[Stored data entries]
----------------

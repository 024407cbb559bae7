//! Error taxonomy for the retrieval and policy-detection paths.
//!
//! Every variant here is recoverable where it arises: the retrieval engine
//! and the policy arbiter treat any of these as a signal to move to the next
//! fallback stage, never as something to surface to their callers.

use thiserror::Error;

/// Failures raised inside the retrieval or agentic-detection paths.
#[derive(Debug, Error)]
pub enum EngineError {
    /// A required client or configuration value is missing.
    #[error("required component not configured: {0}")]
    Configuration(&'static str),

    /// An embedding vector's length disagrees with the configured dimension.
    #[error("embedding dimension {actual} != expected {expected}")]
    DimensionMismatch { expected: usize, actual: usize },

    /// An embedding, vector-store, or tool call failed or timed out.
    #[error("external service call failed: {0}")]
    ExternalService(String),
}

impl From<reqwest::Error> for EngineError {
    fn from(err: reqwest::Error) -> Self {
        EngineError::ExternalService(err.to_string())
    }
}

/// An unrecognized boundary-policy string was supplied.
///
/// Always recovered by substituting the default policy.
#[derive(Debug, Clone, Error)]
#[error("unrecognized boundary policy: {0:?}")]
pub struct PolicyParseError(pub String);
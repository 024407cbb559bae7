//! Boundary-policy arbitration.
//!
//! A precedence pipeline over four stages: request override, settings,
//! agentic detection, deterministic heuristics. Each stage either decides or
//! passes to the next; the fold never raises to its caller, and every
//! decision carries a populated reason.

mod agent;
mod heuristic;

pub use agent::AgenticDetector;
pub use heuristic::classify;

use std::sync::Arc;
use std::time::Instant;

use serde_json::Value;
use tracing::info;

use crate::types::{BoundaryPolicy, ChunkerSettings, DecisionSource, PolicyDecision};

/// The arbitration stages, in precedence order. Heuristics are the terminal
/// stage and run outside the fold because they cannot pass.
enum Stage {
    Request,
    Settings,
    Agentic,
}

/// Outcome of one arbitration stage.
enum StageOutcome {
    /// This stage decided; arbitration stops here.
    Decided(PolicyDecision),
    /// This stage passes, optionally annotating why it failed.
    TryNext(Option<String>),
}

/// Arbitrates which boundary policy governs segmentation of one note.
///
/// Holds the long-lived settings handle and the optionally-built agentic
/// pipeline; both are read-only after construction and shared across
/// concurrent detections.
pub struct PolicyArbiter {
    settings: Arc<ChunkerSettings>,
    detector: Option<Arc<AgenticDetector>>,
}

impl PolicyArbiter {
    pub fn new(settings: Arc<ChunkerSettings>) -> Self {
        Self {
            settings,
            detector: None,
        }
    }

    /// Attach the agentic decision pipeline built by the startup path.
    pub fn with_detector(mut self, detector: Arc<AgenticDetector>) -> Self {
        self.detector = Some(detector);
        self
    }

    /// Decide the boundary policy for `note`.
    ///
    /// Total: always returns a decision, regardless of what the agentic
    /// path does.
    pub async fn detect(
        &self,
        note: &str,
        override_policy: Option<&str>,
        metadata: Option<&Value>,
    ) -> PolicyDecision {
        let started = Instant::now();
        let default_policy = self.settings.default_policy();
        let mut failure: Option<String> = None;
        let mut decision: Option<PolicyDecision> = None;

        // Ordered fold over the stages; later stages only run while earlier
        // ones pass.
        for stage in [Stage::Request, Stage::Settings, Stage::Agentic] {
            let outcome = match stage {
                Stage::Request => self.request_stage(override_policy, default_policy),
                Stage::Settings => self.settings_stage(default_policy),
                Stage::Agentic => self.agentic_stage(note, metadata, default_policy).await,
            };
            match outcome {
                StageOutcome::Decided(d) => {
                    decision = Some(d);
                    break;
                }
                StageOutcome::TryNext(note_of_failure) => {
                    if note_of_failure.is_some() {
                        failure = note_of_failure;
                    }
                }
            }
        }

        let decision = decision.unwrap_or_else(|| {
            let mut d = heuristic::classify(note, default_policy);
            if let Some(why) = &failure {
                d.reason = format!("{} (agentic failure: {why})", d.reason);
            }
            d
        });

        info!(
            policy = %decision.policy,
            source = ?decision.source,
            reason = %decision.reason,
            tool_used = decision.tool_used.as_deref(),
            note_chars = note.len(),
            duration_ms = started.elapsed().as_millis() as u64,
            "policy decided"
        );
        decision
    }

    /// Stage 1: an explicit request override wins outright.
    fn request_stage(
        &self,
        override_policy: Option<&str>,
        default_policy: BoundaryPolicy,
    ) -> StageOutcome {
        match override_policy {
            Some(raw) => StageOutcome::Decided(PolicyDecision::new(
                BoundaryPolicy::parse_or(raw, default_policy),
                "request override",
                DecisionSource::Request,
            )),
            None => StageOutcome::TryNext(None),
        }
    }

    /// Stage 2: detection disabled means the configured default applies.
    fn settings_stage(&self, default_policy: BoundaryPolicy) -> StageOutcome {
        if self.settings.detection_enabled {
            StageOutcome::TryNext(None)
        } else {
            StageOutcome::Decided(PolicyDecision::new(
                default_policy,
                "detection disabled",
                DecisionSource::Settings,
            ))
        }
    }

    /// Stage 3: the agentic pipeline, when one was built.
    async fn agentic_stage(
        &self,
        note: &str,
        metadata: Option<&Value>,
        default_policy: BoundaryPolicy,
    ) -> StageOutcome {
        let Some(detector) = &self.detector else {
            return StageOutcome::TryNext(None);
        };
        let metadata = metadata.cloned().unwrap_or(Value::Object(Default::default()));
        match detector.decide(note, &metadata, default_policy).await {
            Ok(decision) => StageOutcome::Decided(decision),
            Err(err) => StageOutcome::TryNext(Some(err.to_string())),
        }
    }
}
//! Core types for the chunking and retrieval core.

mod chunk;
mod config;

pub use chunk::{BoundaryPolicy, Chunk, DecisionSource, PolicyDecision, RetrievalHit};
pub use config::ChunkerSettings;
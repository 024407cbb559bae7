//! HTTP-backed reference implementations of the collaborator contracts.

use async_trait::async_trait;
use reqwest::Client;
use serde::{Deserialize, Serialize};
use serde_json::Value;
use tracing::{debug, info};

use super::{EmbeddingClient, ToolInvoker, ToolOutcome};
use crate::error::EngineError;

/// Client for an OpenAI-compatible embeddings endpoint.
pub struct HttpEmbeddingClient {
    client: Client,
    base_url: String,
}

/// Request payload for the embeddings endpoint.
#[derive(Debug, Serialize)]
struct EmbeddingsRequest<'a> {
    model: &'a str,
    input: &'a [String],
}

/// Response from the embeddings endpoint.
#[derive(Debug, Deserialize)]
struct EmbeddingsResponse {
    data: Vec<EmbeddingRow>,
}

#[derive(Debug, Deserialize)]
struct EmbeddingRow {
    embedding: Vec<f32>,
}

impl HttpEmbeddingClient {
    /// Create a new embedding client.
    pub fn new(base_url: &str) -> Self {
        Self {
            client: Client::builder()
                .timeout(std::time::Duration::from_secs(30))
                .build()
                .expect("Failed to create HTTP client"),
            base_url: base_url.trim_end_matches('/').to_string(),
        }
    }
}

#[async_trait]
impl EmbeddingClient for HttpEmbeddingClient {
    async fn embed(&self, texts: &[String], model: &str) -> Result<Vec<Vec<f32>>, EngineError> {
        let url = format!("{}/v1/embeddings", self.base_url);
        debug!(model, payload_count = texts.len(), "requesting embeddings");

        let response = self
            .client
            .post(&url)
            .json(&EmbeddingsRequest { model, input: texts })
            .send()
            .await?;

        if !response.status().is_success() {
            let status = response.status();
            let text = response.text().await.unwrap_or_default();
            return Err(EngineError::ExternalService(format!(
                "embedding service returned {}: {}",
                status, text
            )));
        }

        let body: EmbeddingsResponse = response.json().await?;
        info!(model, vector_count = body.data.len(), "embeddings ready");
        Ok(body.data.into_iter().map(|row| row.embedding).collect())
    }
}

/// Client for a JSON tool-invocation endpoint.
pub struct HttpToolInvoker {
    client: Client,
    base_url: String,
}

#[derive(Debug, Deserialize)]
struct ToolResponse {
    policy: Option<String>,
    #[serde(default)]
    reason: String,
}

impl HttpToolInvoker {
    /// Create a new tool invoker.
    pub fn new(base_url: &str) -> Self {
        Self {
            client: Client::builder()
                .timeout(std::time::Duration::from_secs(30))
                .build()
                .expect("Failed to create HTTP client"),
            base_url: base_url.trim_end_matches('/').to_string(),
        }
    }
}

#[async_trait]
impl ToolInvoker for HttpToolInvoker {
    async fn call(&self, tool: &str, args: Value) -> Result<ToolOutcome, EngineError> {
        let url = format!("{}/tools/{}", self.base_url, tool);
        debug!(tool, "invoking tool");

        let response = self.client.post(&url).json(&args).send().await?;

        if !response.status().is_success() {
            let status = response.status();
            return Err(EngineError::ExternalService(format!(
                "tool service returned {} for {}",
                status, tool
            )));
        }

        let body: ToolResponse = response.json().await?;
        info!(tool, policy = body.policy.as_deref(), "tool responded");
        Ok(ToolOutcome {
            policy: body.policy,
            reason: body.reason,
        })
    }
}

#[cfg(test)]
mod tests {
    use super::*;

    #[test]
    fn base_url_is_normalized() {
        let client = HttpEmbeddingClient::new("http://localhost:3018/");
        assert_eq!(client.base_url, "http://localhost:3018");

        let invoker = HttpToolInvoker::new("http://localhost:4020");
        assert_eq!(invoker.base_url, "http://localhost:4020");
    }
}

----------------

__Directions__
Which lines hold the string "metadata"? Copy all of them from the data above.

__Solution__
        metadata: Option<&Value>,
                Stage::Agentic => self.agentic_stage(note, metadata, default_policy).await,
        metadata: Option<&Value>,
        let metadata = metadata.cloned().unwrap_or(Value::Object(Default::default()));
        match detector.decide(note, &metadata, default_policy).await {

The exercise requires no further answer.